Die Frankfurter Journalisten zielen wie viele andere Medien weniger auf den Inhalt des Vorschlags ab als auf die taktische Raffinesse Kramp-Karrenbauers: „Die CDU-Generalsekretärin geht auch aus taktischer Sicht geschickt vor. Sie macht mit ihrem Vorstoß den eher traditionell orientierten Anhängern der CDU ein Angebot und kommt zugleich Bestrebungen von Abgeordneten aus dem konservativen Teil der Partei zuvor, die mit dem Thema wiederbelebte Wehrpflicht und/oder allgemeine Dienstpflicht auf sich aufmerksam machen wollen.“

Ist eine allgemeine Wehrpflicht grundsätzlich des Teufels?
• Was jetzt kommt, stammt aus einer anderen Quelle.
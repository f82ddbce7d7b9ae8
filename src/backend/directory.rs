use std::collections::BTreeSet;

use serde::{Deserialize, Serialize};

use super::merge::{MergeResult, TemplateMerger};
use super::parser::{Record, RecordId, Table};

/// Column names the selection widgets read from the two tables.
#[derive(Clone, Debug, PartialEq, Eq, Serialize, Deserialize)]
#[serde(default)]
pub struct ColumnNames {
    pub company: String,
    pub contact: String,
    pub template_name: String,
}

impl Default for ColumnNames {
    fn default() -> Self {
        Self {
            company: "COMPANY NAME".to_string(),
            contact: "AGENT NAME".to_string(),
            template_name: "TemplateName".to_string(),
        }
    }
}

/// Distinct, non-empty values of `column`, sorted.
pub fn companies(table: &Table, column: &str) -> Vec<String> {
    table
        .records()
        .iter()
        .filter_map(|record| record.get(column))
        .filter(|name| !name.is_empty())
        .map(str::to_string)
        .collect::<BTreeSet<_>>()
        .into_iter()
        .collect()
}

/// Records whose `column` equals `company`, in table order.
pub fn contacts_for<'a>(table: &'a Table, column: &str, company: &str) -> Vec<&'a Record> {
    table
        .records()
        .iter()
        .filter(|record| record.get(column) == Some(company))
        .collect()
}

pub fn find_by<'a>(table: &'a Table, column: &str, value: &str) -> Option<&'a Record> {
    table
        .records()
        .iter()
        .find(|record| record.get(column) == Some(value))
}

pub fn missing_columns(table: &Table, required: &[&str]) -> Vec<String> {
    required
        .iter()
        .filter(|name| !table.headers().iter().any(|header| header.as_str() == **name))
        .map(|name| name.to_string())
        .collect()
}

/// Current company, contact and template picks.
#[derive(Clone, Debug, Default, PartialEq, Eq)]
pub struct Selection {
    company: Option<String>,
    contact: Option<RecordId>,
    template: Option<RecordId>,
}

impl Selection {
    pub fn company(&self) -> Option<&str> {
        self.company.as_deref()
    }

    pub fn contact(&self) -> Option<RecordId> {
        self.contact
    }

    pub fn template(&self) -> Option<RecordId> {
        self.template
    }

    /// Picking a company always clears the contact.
    pub fn set_company(&mut self, company: Option<String>) {
        self.company = company.filter(|c| !c.is_empty());
        self.contact = None;
    }

    pub fn set_contact(&mut self, contact: Option<RecordId>) {
        self.contact = contact;
    }

    pub fn set_template(&mut self, template: Option<RecordId>) {
        self.template = template;
    }

    pub fn draft(&self, contacts: &Table, templates: &Table) -> Option<MergeResult> {
        let contact = contacts.get(self.contact?)?;
        let template = templates.get(self.template?)?;
        Some(TemplateMerger::merge(contact, template))
    }
}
Nicht von der Debatte berührt wird die grundsätzliche Akzeptanz einer „starken“ Bundeswehr. Für konsequente Pazifisten stellt sich die Frage nach Freiwilligen- oder „Bürger“-Armee nicht, da sie Militarisierung grundsätzlich ablehnen. So lange das (wiederum mit vielen anderen Fragen behaftete) Fernziel einer de-militarisierten BRD nicht erreicht ist, sollte die Debatte über die Ausgestaltung einer mutmaßlich noch lange existierenden deutschen Armee aber durchaus detailliert geführt werden.

Zu dieser Debatte zählt auch die Frage, ob eine Freiwilligen-Armee tatsächlich als fortschrittlicher zu bezeichnen ist als eine solche mit allgemeiner Wehrpflicht. Bei Letzterer müsste das Problem der lohndrückenden Zivildienst-Leistenden gelöst werden. Ein Blick auf andere reine Freiwilligen-Armeen zeigt aber deren Entwicklung zu einem „Unterschichten-Heer“: Sozial benachteiligte Jugendliche lassen sich unter anderem von Ausbildungsmöglichkeiten locken und müssen in der Konsequenz die militärische Drecksarbeit leisten. Kinder aus „gutem Hause“, die wegen ihrer Herkunft diesen Druck nicht spüren, können dagegen ihr Leben schonen.